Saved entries
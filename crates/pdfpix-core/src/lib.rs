//! Core library for extracting and browsing the images embedded in a PDF.
//!
//! This crate provides:
//! - PDF image extraction (page resources, form XObjects, sample decoding)
//! - The image folder (`images/image_NNNNNN.png`) and its scan order
//! - The startup phase tying extraction and scanning together
//! - A display-independent viewer state machine

pub mod config;
pub mod error;
pub mod extract;
pub mod pdf;
pub mod startup;
pub mod store;
pub mod viewer;

pub use config::{RunConfig, ViewerConfig};
pub use error::{ConfigError, PdfError, PdfPixError, Result, StoreError};
pub use extract::{ExtractionSummary, Progress, extract_images};
pub use pdf::{ImageSource, PageImage, PdfDocument};
pub use startup::{Prepared, prepare_images};
pub use store::{ImageDir, ImageSet};
pub use viewer::{Effect, ViewerEvent, ViewerState, transition};
//! The image folder shared by the extractor and the viewer.
//!
//! The folder is the only thing the two phases have in common, so its
//! layout is a fixed contract (see [`naming`]): files are named
//! `image_NNNNNN.png` with a six-digit zero-padded counter, which makes the
//! lexicographic order of the names equal to extraction order.

pub mod naming;

mod image_dir;
mod image_set;

pub use image_dir::ImageDir;
pub use image_set::ImageSet;
pub use naming::{COUNTER_WIDTH, DEFAULT_IMAGE_DIR, MAX_COUNTER, image_file_name};

use std::path::{Path, PathBuf};

use glob::glob;
use tracing::trace;

use crate::error::StoreError;

/// List the files in `dir` whose names match a glob `pattern`.
///
/// `dir` is escaped, so only `pattern` is interpreted. Entries that cannot
/// be read are skipped. A missing directory yields an empty list.
fn glob_in(dir: &Path, pattern: &str) -> Result<Vec<PathBuf>, StoreError> {
    let escaped = glob::Pattern::escape(&dir.to_string_lossy());
    let full = Path::new(&escaped).join(pattern);

    let mut paths: Vec<PathBuf> = glob(&full.to_string_lossy())?
        .filter_map(|r| r.ok())
        .filter(|p| p.is_file())
        .collect();
    paths.sort();

    trace!("{} matched {} files", full.display(), paths.len());
    Ok(paths)
}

| PROBLEM TO WORK ON |
Reproduce, word for word, every line starting at the line that contains "pub use image_dir::ImageDir;" and ending with the final line of the entries.

| TASK ANSWER |
pub use image_dir::ImageDir;
pub use image_set::ImageSet;
pub use naming::{COUNTER_WIDTH, DEFAULT_IMAGE_DIR, MAX_COUNTER, image_file_name};

use std::path::{Path, PathBuf};

use glob::glob;
use tracing::trace;

use crate::error::StoreError;

/// List the files in `dir` whose names match a glob `pattern`.
///
/// `dir` is escaped, so only `pattern` is interpreted. Entries that cannot
/// be read are skipped. A missing directory yields an empty list.
fn glob_in(dir: &Path, pattern: &str) -> Result<Vec<PathBuf>, StoreError> {
    let escaped = glob::Pattern::escape(&dir.to_string_lossy());
    let full = Path::new(&escaped).join(pattern);

    let mut paths: Vec<PathBuf> = glob(&full.to_string_lossy())?
        .filter_map(|r| r.ok())
        .filter(|p| p.is_file())
        .collect();
    paths.sort();

    trace!("{} matched {} files", full.display(), paths.len());
    Ok(paths)
}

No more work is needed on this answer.